#### [Instructions to follow]
Please restate the data word for word, leaving out no line.

#### [Collected data]
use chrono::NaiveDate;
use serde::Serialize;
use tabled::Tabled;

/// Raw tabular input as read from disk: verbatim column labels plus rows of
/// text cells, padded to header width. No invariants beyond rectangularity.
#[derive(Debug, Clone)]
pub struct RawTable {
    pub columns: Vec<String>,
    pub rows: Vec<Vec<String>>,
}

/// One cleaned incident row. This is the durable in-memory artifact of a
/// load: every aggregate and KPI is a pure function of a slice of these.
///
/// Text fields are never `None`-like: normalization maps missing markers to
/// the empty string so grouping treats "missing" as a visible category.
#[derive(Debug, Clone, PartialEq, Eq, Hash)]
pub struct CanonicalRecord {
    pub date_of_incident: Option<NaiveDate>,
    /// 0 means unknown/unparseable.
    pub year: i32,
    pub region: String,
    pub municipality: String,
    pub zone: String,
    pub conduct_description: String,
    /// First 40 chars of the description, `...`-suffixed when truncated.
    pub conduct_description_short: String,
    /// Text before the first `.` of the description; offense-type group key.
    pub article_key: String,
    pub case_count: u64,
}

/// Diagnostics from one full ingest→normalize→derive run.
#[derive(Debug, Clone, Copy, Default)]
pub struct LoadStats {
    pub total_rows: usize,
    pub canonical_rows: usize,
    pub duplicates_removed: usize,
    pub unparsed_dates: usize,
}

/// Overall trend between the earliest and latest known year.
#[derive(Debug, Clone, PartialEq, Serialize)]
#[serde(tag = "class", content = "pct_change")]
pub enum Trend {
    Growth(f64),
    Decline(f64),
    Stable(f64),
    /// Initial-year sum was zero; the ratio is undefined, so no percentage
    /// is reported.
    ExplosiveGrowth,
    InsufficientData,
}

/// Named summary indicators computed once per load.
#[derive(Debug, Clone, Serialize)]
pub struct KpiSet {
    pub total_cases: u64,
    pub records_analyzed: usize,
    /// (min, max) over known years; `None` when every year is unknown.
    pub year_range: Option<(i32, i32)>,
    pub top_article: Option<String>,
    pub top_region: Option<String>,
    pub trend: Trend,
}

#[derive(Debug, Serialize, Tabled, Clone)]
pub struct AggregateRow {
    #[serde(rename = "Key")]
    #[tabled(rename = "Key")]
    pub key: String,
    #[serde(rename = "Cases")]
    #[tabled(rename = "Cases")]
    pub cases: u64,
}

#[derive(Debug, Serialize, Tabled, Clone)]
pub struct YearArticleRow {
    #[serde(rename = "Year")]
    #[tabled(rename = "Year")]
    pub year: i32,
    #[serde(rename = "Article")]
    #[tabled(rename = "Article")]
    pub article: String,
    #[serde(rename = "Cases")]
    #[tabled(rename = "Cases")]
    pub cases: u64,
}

#### [Answer space]
use chrono::NaiveDate;
use serde::Serialize;
use tabled::Tabled;

/// Raw tabular input as read from disk: verbatim column labels plus rows of
/// text cells, padded to header width. No invariants beyond rectangularity.
#[derive(Debug, Clone)]
pub struct RawTable {
    pub columns: Vec<String>,
    pub rows: Vec<Vec<String>>,
}

/// One cleaned incident row. This is the durable in-memory artifact of a
/// load: every aggregate and KPI is a pure function of a slice of these.
///
/// Text fields are never `None`-like: normalization maps missing markers to
/// the empty string so grouping treats "missing" as a visible category.
#[derive(Debug, Clone, PartialEq, Eq, Hash)]
pub struct CanonicalRecord {
    pub date_of_incident: Option<NaiveDate>,
    /// 0 means unknown/unparseable.
    pub year: i32,
    pub region: String,
    pub municipality: String,
    pub zone: String,
    pub conduct_description: String,
    /// First 40 chars of the description, `...`-suffixed when truncated.
    pub conduct_description_short: String,
    /// Text before the first `.` of the description; offense-type group key.
    pub article_key: String,
    pub case_count: u64,
}

/// Diagnostics from one full ingest→normalize→derive run.
#[derive(Debug, Clone, Copy, Default)]
pub struct LoadStats {
    pub total_rows: usize,
    pub canonical_rows: usize,
    pub duplicates_removed: usize,
    pub unparsed_dates: usize,
}

/// Overall trend between the earliest and latest known year.
#[derive(Debug, Clone, PartialEq, Serialize)]
#[serde(tag = "class", content = "pct_change")]
pub enum Trend {
    Growth(f64),
    Decline(f64),
    Stable(f64),
    /// Initial-year sum was zero; the ratio is undefined, so no percentage
    /// is reported.
    ExplosiveGrowth,
    InsufficientData,
}

/// Named summary indicators computed once per load.
#[derive(Debug, Clone, Serialize)]
pub struct KpiSet {
    pub total_cases: u64,
    pub records_analyzed: usize,
    /// (min, max) over known years; `None` when every year is unknown.
    pub year_range: Option<(i32, i32)>,
    pub top_article: Option<String>,
    pub top_region: Option<String>,
    pub trend: Trend,
}

#[derive(Debug, Serialize, Tabled, Clone)]
pub struct AggregateRow {
    #[serde(rename = "Key")]
    #[tabled(rename = "Key")]
    pub key: String,
    #[serde(rename = "Cases")]
    #[tabled(rename = "Cases")]
    pub cases: u64,
}

#[derive(Debug, Serialize, Tabled, Clone)]
pub struct YearArticleRow {
    #[serde(rename = "Year")]
    #[tabled(rename = "Year")]
    pub year: i32,
    #[serde(rename = "Article")]
    #[tabled(rename = "Article")]
    pub article: String,
    #[serde(rename = "Cases")]
    #[tabled(rename = "Cases")]
    pub cases: u64,
}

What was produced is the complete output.